Input for this task section start

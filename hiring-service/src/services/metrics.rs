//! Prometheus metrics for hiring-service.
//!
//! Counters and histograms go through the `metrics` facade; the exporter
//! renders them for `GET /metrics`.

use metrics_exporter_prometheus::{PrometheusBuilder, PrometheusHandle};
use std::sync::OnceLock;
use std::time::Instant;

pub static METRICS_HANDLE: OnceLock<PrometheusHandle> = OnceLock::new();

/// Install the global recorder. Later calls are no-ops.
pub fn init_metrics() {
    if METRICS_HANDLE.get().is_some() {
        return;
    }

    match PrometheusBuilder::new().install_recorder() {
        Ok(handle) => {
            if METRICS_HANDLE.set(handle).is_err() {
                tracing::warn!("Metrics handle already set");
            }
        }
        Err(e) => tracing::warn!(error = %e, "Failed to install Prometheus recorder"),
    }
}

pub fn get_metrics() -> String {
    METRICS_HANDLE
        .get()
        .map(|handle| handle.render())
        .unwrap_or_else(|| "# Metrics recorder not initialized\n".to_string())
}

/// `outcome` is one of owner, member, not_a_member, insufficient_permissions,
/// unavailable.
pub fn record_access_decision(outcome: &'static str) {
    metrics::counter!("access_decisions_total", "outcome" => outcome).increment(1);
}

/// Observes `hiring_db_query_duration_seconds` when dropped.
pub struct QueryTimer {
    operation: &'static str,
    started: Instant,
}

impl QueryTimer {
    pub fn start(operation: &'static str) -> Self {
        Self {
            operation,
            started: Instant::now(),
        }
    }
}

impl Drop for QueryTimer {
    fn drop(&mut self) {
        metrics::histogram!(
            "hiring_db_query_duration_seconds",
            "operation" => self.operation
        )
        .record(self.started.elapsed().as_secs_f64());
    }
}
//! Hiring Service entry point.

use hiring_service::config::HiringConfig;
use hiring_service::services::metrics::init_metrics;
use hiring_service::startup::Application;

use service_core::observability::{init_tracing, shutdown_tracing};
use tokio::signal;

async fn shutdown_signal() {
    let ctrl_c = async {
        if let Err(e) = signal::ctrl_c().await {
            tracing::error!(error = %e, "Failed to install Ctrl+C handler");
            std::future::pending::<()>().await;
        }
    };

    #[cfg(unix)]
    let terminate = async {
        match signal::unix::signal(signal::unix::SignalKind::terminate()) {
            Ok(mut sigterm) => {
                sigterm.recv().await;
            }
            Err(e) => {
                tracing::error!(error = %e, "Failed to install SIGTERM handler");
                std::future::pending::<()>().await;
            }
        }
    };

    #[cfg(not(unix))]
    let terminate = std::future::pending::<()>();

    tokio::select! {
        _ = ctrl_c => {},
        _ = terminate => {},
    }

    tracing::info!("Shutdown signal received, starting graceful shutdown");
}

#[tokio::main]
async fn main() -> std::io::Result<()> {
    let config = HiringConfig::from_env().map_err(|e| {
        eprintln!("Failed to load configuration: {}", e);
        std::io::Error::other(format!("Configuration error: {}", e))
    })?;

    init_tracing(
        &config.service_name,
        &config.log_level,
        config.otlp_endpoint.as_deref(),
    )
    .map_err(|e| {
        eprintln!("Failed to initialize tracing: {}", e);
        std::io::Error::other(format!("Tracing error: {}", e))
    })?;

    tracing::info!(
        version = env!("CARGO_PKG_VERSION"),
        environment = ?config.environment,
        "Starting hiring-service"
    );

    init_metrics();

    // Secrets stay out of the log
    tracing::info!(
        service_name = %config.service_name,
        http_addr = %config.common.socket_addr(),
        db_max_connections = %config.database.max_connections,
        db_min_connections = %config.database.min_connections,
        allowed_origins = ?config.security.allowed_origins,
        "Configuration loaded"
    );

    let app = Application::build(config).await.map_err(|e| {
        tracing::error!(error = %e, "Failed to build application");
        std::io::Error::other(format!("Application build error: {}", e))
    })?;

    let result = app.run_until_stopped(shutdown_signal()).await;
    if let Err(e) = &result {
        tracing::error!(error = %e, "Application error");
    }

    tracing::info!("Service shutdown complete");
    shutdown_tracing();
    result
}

Input for this task section end
Input for this task section start

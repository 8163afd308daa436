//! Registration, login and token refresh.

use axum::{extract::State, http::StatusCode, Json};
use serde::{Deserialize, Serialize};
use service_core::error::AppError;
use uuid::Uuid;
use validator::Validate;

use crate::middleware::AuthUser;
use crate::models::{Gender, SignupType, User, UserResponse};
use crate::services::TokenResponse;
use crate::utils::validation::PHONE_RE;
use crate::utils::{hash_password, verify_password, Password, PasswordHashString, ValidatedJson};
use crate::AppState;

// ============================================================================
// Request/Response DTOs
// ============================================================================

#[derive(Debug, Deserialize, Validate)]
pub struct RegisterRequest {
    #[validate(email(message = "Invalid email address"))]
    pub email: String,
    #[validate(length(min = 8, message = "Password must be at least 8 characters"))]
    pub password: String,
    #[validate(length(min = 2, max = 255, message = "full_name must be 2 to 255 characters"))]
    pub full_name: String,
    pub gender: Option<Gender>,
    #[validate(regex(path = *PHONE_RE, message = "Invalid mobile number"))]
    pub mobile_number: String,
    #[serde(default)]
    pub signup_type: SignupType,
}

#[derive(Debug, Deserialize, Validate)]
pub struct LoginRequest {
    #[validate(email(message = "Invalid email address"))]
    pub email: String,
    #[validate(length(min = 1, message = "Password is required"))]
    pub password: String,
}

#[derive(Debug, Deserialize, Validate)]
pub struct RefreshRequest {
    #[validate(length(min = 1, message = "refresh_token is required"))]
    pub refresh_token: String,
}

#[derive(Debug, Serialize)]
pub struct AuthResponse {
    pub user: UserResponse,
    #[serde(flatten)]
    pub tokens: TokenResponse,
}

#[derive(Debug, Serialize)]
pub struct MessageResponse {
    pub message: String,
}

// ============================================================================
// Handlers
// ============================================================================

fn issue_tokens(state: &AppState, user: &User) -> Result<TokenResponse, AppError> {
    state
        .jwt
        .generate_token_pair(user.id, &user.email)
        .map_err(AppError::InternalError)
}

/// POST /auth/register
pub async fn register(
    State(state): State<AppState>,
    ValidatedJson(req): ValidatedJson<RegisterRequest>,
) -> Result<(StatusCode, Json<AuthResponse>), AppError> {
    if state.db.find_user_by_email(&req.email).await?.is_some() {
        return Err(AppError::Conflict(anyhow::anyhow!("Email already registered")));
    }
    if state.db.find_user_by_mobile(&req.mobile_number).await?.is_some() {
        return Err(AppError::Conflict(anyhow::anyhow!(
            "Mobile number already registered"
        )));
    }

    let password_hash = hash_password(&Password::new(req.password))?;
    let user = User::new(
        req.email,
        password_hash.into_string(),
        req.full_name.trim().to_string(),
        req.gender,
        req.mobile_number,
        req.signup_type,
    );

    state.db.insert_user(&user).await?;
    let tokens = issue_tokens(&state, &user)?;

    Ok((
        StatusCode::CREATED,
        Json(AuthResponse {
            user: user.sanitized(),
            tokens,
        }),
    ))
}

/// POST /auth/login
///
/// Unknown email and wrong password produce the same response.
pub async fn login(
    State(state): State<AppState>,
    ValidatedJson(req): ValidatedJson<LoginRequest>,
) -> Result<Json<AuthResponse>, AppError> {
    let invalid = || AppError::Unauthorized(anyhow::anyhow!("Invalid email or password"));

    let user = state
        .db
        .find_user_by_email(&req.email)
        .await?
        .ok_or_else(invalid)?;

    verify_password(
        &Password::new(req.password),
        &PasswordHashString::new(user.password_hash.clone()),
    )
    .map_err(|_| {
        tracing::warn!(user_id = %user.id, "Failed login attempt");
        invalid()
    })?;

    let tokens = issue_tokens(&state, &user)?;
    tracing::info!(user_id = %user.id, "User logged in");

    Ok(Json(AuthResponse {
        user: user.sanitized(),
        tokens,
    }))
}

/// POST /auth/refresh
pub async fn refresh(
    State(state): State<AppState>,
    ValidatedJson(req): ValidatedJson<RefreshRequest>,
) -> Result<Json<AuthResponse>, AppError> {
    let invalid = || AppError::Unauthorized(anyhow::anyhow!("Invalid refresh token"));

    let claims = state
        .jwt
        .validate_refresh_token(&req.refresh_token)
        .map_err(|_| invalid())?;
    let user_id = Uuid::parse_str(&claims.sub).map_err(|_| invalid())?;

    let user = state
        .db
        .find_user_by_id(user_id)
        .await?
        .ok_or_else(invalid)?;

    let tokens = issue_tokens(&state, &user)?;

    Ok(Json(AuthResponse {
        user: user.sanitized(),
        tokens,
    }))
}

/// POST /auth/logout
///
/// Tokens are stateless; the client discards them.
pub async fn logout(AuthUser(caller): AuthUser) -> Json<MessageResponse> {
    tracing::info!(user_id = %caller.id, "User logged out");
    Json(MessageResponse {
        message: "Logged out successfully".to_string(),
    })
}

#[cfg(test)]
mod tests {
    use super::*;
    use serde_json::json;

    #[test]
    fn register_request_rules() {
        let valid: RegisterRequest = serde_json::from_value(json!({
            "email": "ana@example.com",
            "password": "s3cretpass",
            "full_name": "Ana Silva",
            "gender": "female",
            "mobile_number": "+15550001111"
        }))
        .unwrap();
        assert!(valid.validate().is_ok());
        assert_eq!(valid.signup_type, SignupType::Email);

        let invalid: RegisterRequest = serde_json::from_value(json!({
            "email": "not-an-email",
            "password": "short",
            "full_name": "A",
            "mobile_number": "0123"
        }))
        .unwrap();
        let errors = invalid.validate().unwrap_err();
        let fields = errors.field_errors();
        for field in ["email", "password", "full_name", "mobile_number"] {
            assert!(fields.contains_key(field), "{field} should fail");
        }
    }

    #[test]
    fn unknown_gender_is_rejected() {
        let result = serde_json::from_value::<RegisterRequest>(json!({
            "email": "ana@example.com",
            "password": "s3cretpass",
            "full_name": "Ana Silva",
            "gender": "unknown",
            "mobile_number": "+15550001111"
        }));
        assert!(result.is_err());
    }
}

Input for this task section end

[Assignment] Take each line from the preceding material that contains "async" and copy it.

[Your response]
async fn shutdown_signal() {
    let ctrl_c = async {
    let terminate = async {
async fn main() -> std::io::Result<()> {
pub async fn register(
pub async fn login(
pub async fn refresh(
pub async fn logout(AuthUser(caller): AuthUser) -> Json<MessageResponse> {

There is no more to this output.